Task brief
The answer should contain every record below, output exactly.

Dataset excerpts

-------------------------

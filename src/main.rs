use anyhow::{Context, Result, bail};
use skybrief::{BriefingConfig, BriefingRequest, BriefingService, telemetry};

const USAGE: &str = "usage: skybrief <ICAO> <RUNWAY_HEADING> [PRESSURE_ALT_FT] [OAT_C]";

fn parse_number(value: Option<&String>, name: &str) -> Result<Option<f64>> {
    value
        .map(|v| {
            v.parse::<f64>()
                .with_context(|| format!("{name} must be a number, got '{v}'"))
        })
        .transpose()
}

fn parse_request(args: &[String]) -> Result<BriefingRequest> {
    let (Some(icao), Some(heading)) = (args.first(), args.get(1)) else {
        bail!(USAGE);
    };
    let Some(runway_heading_deg) = parse_number(Some(heading), "RUNWAY_HEADING")? else {
        bail!(USAGE);
    };

    Ok(BriefingRequest {
        icao: icao.clone(),
        runway_heading_deg,
        pressure_alt_ft: parse_number(args.get(2), "PRESSURE_ALT_FT")?,
        oat_c: parse_number(args.get(3), "OAT_C")?,
    })
}

#[tokio::main]
async fn main() -> Result<()> {
    let args: Vec<String> = std::env::args().skip(1).collect();
    let request = parse_request(&args)?;

    let config = BriefingConfig::load().context("Failed to load configuration")?;
    telemetry::init_tracing(&config.logging)?;

    let service = BriefingService::from_config(&config)?;
    let briefing = service
        .brief(&request)
        .await
        .map_err(|e| anyhow::anyhow!(e.user_message()))?;

    println!("{}", serde_json::to_string_pretty(&briefing)?);
    Ok(())
}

-------------------------

Exercise result
filename src/main.rs
use anyhow::{Context, Result, bail};
use skybrief::{BriefingConfig, BriefingRequest, BriefingService, telemetry};

const USAGE: &str = "usage: skybrief <ICAO> <RUNWAY_HEADING> [PRESSURE_ALT_FT] [OAT_C]";

fn parse_number(value: Option<&String>, name: &str) -> Result<Option<f64>> {
    value
        .map(|v| {
            v.parse::<f64>()
                .with_context(|| format!("{name} must be a number, got '{v}'"))
        })
        .transpose()
}

fn parse_request(args: &[String]) -> Result<BriefingRequest> {
    let (Some(icao), Some(heading)) = (args.first(), args.get(1)) else {
        bail!(USAGE);
    };
    let Some(runway_heading_deg) = parse_number(Some(heading), "RUNWAY_HEADING")? else {
        bail!(USAGE);
    };

    Ok(BriefingRequest {
        icao: icao.clone(),
        runway_heading_deg,
        pressure_alt_ft: parse_number(args.get(2), "PRESSURE_ALT_FT")?,
        oat_c: parse_number(args.get(3), "OAT_C")?,
    })
}

#[tokio::main]
async fn main() -> Result<()> {
    let args: Vec<String> = std::env::args().skip(1).collect();
    let request = parse_request(&args)?;

    let config = BriefingConfig::load().context("Failed to load configuration")?;
    telemetry::init_tracing(&config.logging)?;

    let service = BriefingService::from_config(&config)?;
    let briefing = service
        .brief(&request)
        .await
        .map_err(|e| anyhow::anyhow!(e.user_message()))?;

    println!("{}", serde_json::to_string_pretty(&briefing)?);
    Ok(())
}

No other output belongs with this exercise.